+++ Material for this task

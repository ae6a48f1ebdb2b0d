use tracing::{info, info_span};

use super::auth::authenticate;
use super::error::RelayError;
use super::message::{Addresses, send_diagnostic};
use super::options::{PortProfile, RelayCredential, RelayTestOptions};
use super::session::{Connector, LettreConnector, RelaySession, SessionGuard};
use super::types::{ProfileOutcome, RelayTestReport, TestOutcome};

/// Progress notifications emitted while profiles are tested, in order.
#[derive(Debug)]
pub enum RunEvent<'a> {
    ProfileStarted(&'a PortProfile),
    Reachability { port: u16, reachable: bool },
    Connected { greeting: &'a str },
    Authenticated,
    Sent,
    /// A stage failed; the profile is abandoned.
    Failed(&'a RelayError),
    SessionClosed { port: u16 },
}

/// Tests every profile in order against the real relay.
pub fn run_relay_test(
    profiles: &[PortProfile],
    credential: &RelayCredential,
    addresses: &Addresses,
    options: &RelayTestOptions,
) -> RelayTestReport {
    run_relay_test_with(
        &LettreConnector,
        profiles,
        credential,
        addresses,
        options,
        |_| {},
    )
}

/// Same as [`run_relay_test`] with an explicit connector and a progress
/// callback. Profiles run strictly one after the other; at most one session
/// is open at any time and it is closed before the next profile starts.
pub fn run_relay_test_with<C, F>(
    connector: &C,
    profiles: &[PortProfile],
    credential: &RelayCredential,
    addresses: &Addresses,
    options: &RelayTestOptions,
    mut observer: F,
) -> RelayTestReport
where
    C: Connector,
    F: FnMut(RunEvent<'_>),
{
    let mut outcomes = Vec::with_capacity(profiles.len());
    for profile in profiles {
        // stage events below inherit host/port from this span
        let span = info_span!(
            target: "relaycheck",
            "profile",
            host = %options.host,
            port = profile.port
        );
        let _entered = span.enter();
        let outcome = test_profile(
            connector,
            profile,
            credential,
            addresses,
            options,
            &mut observer,
        );
        info!(target: "relaycheck", outcome = %outcome.outcome, "profile finished");
        outcomes.push(outcome);
    }

    let report = RelayTestReport::new(options.host.clone(), outcomes);
    info!(
        target: "relaycheck",
        succeeded = report.success_count(),
        total = report.total(),
        "relay test finished"
    );
    report
}

fn test_profile<C, F>(
    connector: &C,
    profile: &PortProfile,
    credential: &RelayCredential,
    addresses: &Addresses,
    options: &RelayTestOptions,
    observer: &mut F,
) -> TestOutcome
where
    C: Connector,
    F: FnMut(RunEvent<'_>),
{
    let host = options.host.as_str();
    let port = profile.port;
    observer(RunEvent::ProfileStarted(profile));

    let reachable = connector.is_reachable(host, port, options.probe_timeout);
    observer(RunEvent::Reachability { port, reachable });
    if !reachable {
        let err = RelayError::unreachable(host, port);
        info!(target: "relaycheck", "port not reachable");
        observer(RunEvent::Failed(&err));
        return TestOutcome::new(*profile, ProfileOutcome::from(&err), None);
    }

    let session = match connector.connect(profile, options) {
        Ok(session) => session,
        Err(err) => {
            info!(target: "relaycheck", error = %err, "connection failed");
            observer(RunEvent::Failed(&err));
            return TestOutcome::new(*profile, ProfileOutcome::from(&err), None);
        }
    };

    let mut guard = SessionGuard::new(session);
    let greeting = guard.greeting();
    observer(RunEvent::Connected {
        greeting: &greeting,
    });

    let outcome = drive_session(&mut *guard, credential, addresses, options, observer);

    guard.finish();
    observer(RunEvent::SessionClosed { port });
    TestOutcome::new(*profile, outcome, Some(greeting))
}

fn drive_session<S, F>(
    session: &mut S,
    credential: &RelayCredential,
    addresses: &Addresses,
    options: &RelayTestOptions,
    observer: &mut F,
) -> ProfileOutcome
where
    S: RelaySession,
    F: FnMut(RunEvent<'_>),
{
    if let Err(err) = authenticate(session, credential, &options.mechanisms) {
        observer(RunEvent::Failed(&err));
        return ProfileOutcome::from(&err);
    }
    observer(RunEvent::Authenticated);

    match send_diagnostic(session, addresses, &options.subject, credential) {
        Ok(()) => {
            observer(RunEvent::Sent);
            ProfileOutcome::Sent
        }
        Err(err) => {
            observer(RunEvent::Failed(&err));
            ProfileOutcome::from(&err)
        }
    }
}
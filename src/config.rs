use std::path::PathBuf;
use std::time::Duration;

use clap::Parser;
use hyper::Uri;

use crate::error::ConfigError;

pub const DEFAULT_ENDPOINT: &str = "http://127.0.0.1:5000/_internal/state";

#[derive(Parser, Debug, Clone)]
#[command(
    author,
    version,
    about = "Live view of a consistent-hashing load balancer",
    long_about = None
)]
pub struct Args {
    /// State export of the balancer, e.g. http://<host>:<port>/_internal/state
    #[arg(long, env = "CHLB_ENDPOINT", default_value = DEFAULT_ENDPOINT)]
    pub endpoint: String,

    /// Refresh interval in milliseconds
    #[arg(long, env = "CHLB_REFRESH_INTERVAL_MS", default_value_t = 5000)]
    pub refresh_interval_ms: u64,

    /// Per-request timeout in milliseconds (defaults to the refresh interval)
    #[arg(long, env = "CHLB_REQUEST_TIMEOUT_MS")]
    pub request_timeout_ms: Option<u64>,

    /// Log filter, e.g. `info` or `chlb_monitor=debug`
    #[arg(long, env = "CHLB_LOG", default_value = "info")]
    pub log_level: String,

    /// Where logs go while the terminal view owns the screen
    #[arg(long, default_value = "chlb-monitor.log")]
    pub log_file: PathBuf,

    /// Log snapshots instead of drawing the terminal view
    #[arg(long)]
    pub headless: bool,
}

#[derive(Debug, Clone)]
pub struct MonitorConfig {
    pub endpoint: Uri,
    pub refresh_interval: Duration,
    pub request_timeout: Duration,
}

impl TryFrom<&Args> for MonitorConfig {
    type Error = ConfigError;

    fn try_from(args: &Args) -> Result<Self, Self::Error> {
        if args.refresh_interval_ms == 0 {
            return Err(ConfigError::ZeroDuration("refresh interval"));
        }
        let timeout_ms = args.request_timeout_ms.unwrap_or(args.refresh_interval_ms);
        if timeout_ms == 0 {
            return Err(ConfigError::ZeroDuration("request timeout"));
        }

        Ok(Self {
            endpoint: parse_endpoint(&args.endpoint)?,
            refresh_interval: Duration::from_millis(args.refresh_interval_ms),
            request_timeout: Duration::from_millis(timeout_ms),
        })
    }
}

/// Accepts `http://host:port/path`; a missing path becomes `/`.
pub fn parse_endpoint(raw: &str) -> Result<Uri, ConfigError> {
    let err = |reason: &str| ConfigError::Endpoint {
        endpoint: raw.to_string(),
        reason: reason.to_string(),
    };

    let uri: Uri = raw.trim().parse().map_err(|e: http::uri::InvalidUri| err(&e.to_string()))?;
    match uri.scheme_str() {
        Some("http") => {}
        Some(other) => {
            return Err(err(&format!("unsupported scheme '{other}', only http is supported")))
        }
        None => return Err(err("missing scheme")),
    }
    let authority = uri.authority().ok_or_else(|| err("missing host"))?;
    let path_and_query = uri
        .path_and_query()
        .map(|pq| pq.as_str())
        .filter(|pq| !pq.is_empty())
        .unwrap_or("/");

    Uri::builder()
        .scheme("http")
        .authority(authority.as_str())
        .path_and_query(path_and_query)
        .build()
        .map_err(|e| err(&e.to_string()))
}
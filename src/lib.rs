pub mod config;
pub mod error;
pub mod layout;
pub mod logging;
pub mod poller;
pub mod sources;
pub mod state;
pub mod view;

pub use error::{ConfigError, FetchError, LayoutError, ShapeError};
pub use poller::{PollerHandle, StatePoller};
pub use sources::{HttpStateSource, StateSource};
pub use state::{normalize, ClusterState, StateCell};
use crate::state::HistogramEntry;

#[derive(Debug, Clone, PartialEq)]
pub struct ScaledBar {
    pub server_ref: String,
    pub load_count: u64,
    /// `load_count` over the largest load in the set, in `[0, 1]`.
    pub height_fraction: f64,
    /// `height_fraction * max_bar_height`.
    pub height: f64,
}

/// Sizes one bar per entry against the busiest server. Order is preserved.
pub fn scale(entries: &[HistogramEntry], max_bar_height: f64) -> Vec<ScaledBar> {
    // Floor of 1 keeps an all-idle cluster at zero height.
    let max_observed = entries.iter().map(|e| e.load_count).max().unwrap_or(0).max(1) as f64;
    let max_bar_height = if max_bar_height.is_finite() { max_bar_height.max(0.0) } else { 0.0 };

    entries
        .iter()
        .map(|entry| {
            let height_fraction = entry.load_count as f64 / max_observed;
            ScaledBar {
                server_ref: entry.server_ref.clone(),
                load_count: entry.load_count,
                height_fraction,
                height: height_fraction * max_bar_height,
            }
        })
        .collect()
}
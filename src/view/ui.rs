use ratatui::{
    layout::{Alignment, Constraint, Direction, Layout, Rect},
    style::{Color, Modifier, Style},
    symbols::Marker,
    text::{Line, Span},
    widgets::{
        canvas::{Canvas, Circle, Points},
        Bar, BarChart, BarGroup, Block, Borders, Cell, List, ListItem, Paragraph, Row, Table,
    },
    Frame,
};

use super::app::App;
use super::palette::{server_color, status_color};
use crate::layout::{layout, scale, RingPoint};
use crate::state::{CellStatus, ClusterState, ServerStatus};

/// Histogram bars are sized against this many units.
pub const BAR_SCALE: f64 = 200.0;

// Ring canvas space: a 400x400 square with the ring centered.
pub const RING_CANVAS: f64 = 400.0;
pub const RING_CENTER: f64 = 200.0;
pub const RING_RADIUS: f64 = 180.0;
const RING_LABEL_LIMIT: usize = 16;

pub const TABLE_HEADER: [&str; 7] =
    ["Name", "IP", "Port", "Status", "Load Count", "vNodes", "Weight"];

pub fn draw(f: &mut Frame, app: &App) {
    let chunks = Layout::default()
        .direction(Direction::Vertical)
        .constraints([Constraint::Length(4), Constraint::Min(8), Constraint::Length(3)])
        .split(f.area());

    draw_header(f, app, chunks[0]);
    match app.cell().current() {
        Some(state) => draw_body(f, state, chunks[1]),
        None => {
            let waiting = Paragraph::new("Loading load balancer data...")
                .alignment(Alignment::Center)
                .block(Block::default().borders(Borders::ALL));
            f.render_widget(waiting, chunks[1]);
        }
    }
    draw_footer(f, app, chunks[2]);
}

fn draw_header(f: &mut Frame, app: &App, area: Rect) {
    let updated = app
        .cell()
        .updated_at()
        .map(|t| t.format("%H:%M:%S").to_string())
        .unwrap_or_else(|| "never".to_string());
    let lines = vec![
        Line::from(Span::styled(
            "Consistent Hashing Dashboard",
            Style::default().fg(Color::Cyan).add_modifier(Modifier::BOLD),
        )),
        Line::from(vec![
            Span::styled("LB Endpoint: ", Style::default().fg(Color::Gray)),
            Span::raw(app.endpoint().to_string()),
            Span::styled("   Updated: ", Style::default().fg(Color::Gray)),
            Span::raw(updated),
        ]),
    ];
    let header = Paragraph::new(lines)
        .alignment(Alignment::Center)
        .block(Block::default().borders(Borders::BOTTOM));
    f.render_widget(header, area);
}

fn draw_body(f: &mut Frame, state: &ClusterState, area: Rect) {
    let table_height = (state.servers().len() as u16).clamp(1, 10) + 3;
    let rows = Layout::default()
        .direction(Direction::Vertical)
        .constraints([Constraint::Length(table_height), Constraint::Min(6)])
        .split(area);
    draw_servers(f, state, rows[0]);

    let charts = Layout::default()
        .direction(Direction::Horizontal)
        .constraints([Constraint::Percentage(45), Constraint::Percentage(55)])
        .split(rows[1]);
    draw_histogram(f, state, charts[0]);
    draw_ring(f, state, charts[1]);
}

/// Cell text for each server, in the order of [`TABLE_HEADER`].
pub fn table_rows(state: &ClusterState) -> Vec<[String; 7]> {
    state
        .servers()
        .iter()
        .map(|s| {
            [
                s.name.clone(),
                s.ip.clone(),
                s.port.to_string(),
                s.status.to_string(),
                s.load_count.to_string(),
                s.vnode_count.to_string(),
                s.weight.to_string(),
            ]
        })
        .collect()
}

fn draw_servers(f: &mut Frame, state: &ClusterState, area: Rect) {
    let block = Block::default().borders(Borders::ALL).title(" Servers ");
    if state.servers().is_empty() {
        f.render_widget(Paragraph::new("No servers registered yet.").block(block), area);
        return;
    }

    let header = Row::new(TABLE_HEADER)
        .style(Style::default().add_modifier(Modifier::BOLD).bg(Color::DarkGray));
    let rows = state.servers().iter().zip(table_rows(state)).map(|(server, cells)| {
        let cells = cells.into_iter().enumerate().map(|(idx, text)| {
            let cell = Cell::from(text);
            // Status column
            if idx == 3 {
                cell.style(Style::default().fg(status_color(server.status)))
            } else {
                cell
            }
        });
        Row::new(cells)
    });
    let widths = [
        Constraint::Percentage(20),
        Constraint::Percentage(18),
        Constraint::Percentage(10),
        Constraint::Percentage(12),
        Constraint::Percentage(14),
        Constraint::Percentage(12),
        Constraint::Percentage(14),
    ];
    f.render_widget(Table::new(rows, widths).header(header).block(block), area);
}

fn draw_histogram(f: &mut Frame, state: &ClusterState, area: Rect) {
    let bars: Vec<Bar> = scale(state.histogram(), BAR_SCALE)
        .into_iter()
        .map(|bar| {
            let status = state
                .server(&bar.server_ref)
                .map(|s| s.status)
                .unwrap_or(ServerStatus::Unknown);
            Bar::default()
                .label(Line::from(bar.server_ref))
                .value(bar.height.round() as u64)
                .text_value(bar.load_count.to_string())
                .style(Style::default().fg(status_color(status)))
        })
        .collect();

    let chart = BarChart::default()
        .block(Block::default().borders(Borders::ALL).title(" Request Distribution "))
        .data(BarGroup::default().bars(&bars))
        .max(BAR_SCALE as u64)
        .bar_width(9)
        .bar_gap(2)
        .value_style(Style::default().fg(Color::Black).bg(Color::White));
    f.render_widget(chart, area);
}

/// Hover text of a ring point in the browser dashboard, kept as the legend.
pub fn node_tooltip(point: &RingPoint, state: &ClusterState) -> String {
    if point.explicit_angle {
        format!("{} (angle: {})", point.server_ref, point.angle_degrees)
    } else {
        match state.server(&point.server_ref) {
            Some(server) => format!("{} ({})", point.server_ref, server.weight),
            None => point.server_ref.clone(),
        }
    }
}

fn draw_ring(f: &mut Frame, state: &ClusterState, area: Rect) {
    let title = format!(" Hash Ring (vNodes: {}) ", state.ring_size());
    let block = Block::default().borders(Borders::ALL).title(title);

    let points = match layout(state.vnodes(), RING_RADIUS, RING_CENTER, RING_CENTER) {
        Ok(points) => points,
        Err(err) => {
            let msg = Paragraph::new(format!("ring unavailable: {err}"))
                .style(Style::default().fg(Color::Red))
                .block(block);
            f.render_widget(msg, area);
            return;
        }
    };

    let split = Layout::default()
        .direction(Direction::Horizontal)
        .constraints([Constraint::Percentage(65), Constraint::Percentage(35)])
        .split(block.inner(area));
    f.render_widget(block, area);

    let legend: Vec<ListItem> = points
        .iter()
        .map(|p| {
            ListItem::new(node_tooltip(p, state))
                .style(Style::default().fg(server_color(&p.server_ref)))
        })
        .collect();

    let canvas = Canvas::default()
        .marker(Marker::Braille)
        .x_bounds([0.0, RING_CANVAS])
        .y_bounds([0.0, RING_CANVAS])
        .paint(move |ctx| {
            ctx.draw(&Circle {
                x: RING_CENTER,
                y: RING_CENTER,
                radius: RING_RADIUS,
                color: Color::Blue,
            });
            ctx.layer();
            // Canvas y grows upwards; flip so angles run clockwise like on screen.
            for p in &points {
                ctx.draw(&Points {
                    coords: &[(p.x, RING_CANVAS - p.y)],
                    color: server_color(&p.server_ref),
                });
            }
            if points.len() <= RING_LABEL_LIMIT {
                for p in &points {
                    let style = Style::default().fg(server_color(&p.server_ref));
                    ctx.print(
                        p.x,
                        RING_CANVAS - p.y,
                        Span::styled(p.server_ref.clone(), style),
                    );
                }
            }
        });
    f.render_widget(canvas, split[0]);
    f.render_widget(List::new(legend), split[1]);
}

fn draw_footer(f: &mut Frame, app: &App, area: Rect) {
    let cell = app.cell();
    let waiting = Style::default().fg(Color::Yellow);
    let status = match cell.status() {
        CellStatus::NoDataYet => match cell.last_failure() {
            Some(failure) => Span::styled(format!("No data yet: {failure}"), waiting),
            None => Span::styled("Loading load balancer data...", waiting),
        },
        CellStatus::Stale(failure) => Span::styled(
            format!("{failure} (showing last good snapshot)"),
            Style::default().fg(Color::Red).add_modifier(Modifier::BOLD),
        ),
        CellStatus::Fresh => Span::styled(
            format!("ok, {} updates, {} failed ticks", cell.updates(), cell.failures()),
            Style::default().fg(Color::Green),
        ),
    };
    let footer = Paragraph::new(Line::from(vec![
        status,
        Span::styled("   q/Esc: quit", Style::default().fg(Color::DarkGray)),
    ]))
    .block(Block::default().borders(Borders::TOP));
    f.render_widget(footer, area);
}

++++++

Activity → Only lines that contain "ProfileOutcome" are needed, so copy each of them from the data.

Finished exercise →
use super::types::{ProfileOutcome, RelayTestReport, TestOutcome};
        return TestOutcome::new(*profile, ProfileOutcome::from(&err), None);
            return TestOutcome::new(*profile, ProfileOutcome::from(&err), None);
) -> ProfileOutcome
        return ProfileOutcome::from(&err);
            ProfileOutcome::Sent
            ProfileOutcome::from(&err)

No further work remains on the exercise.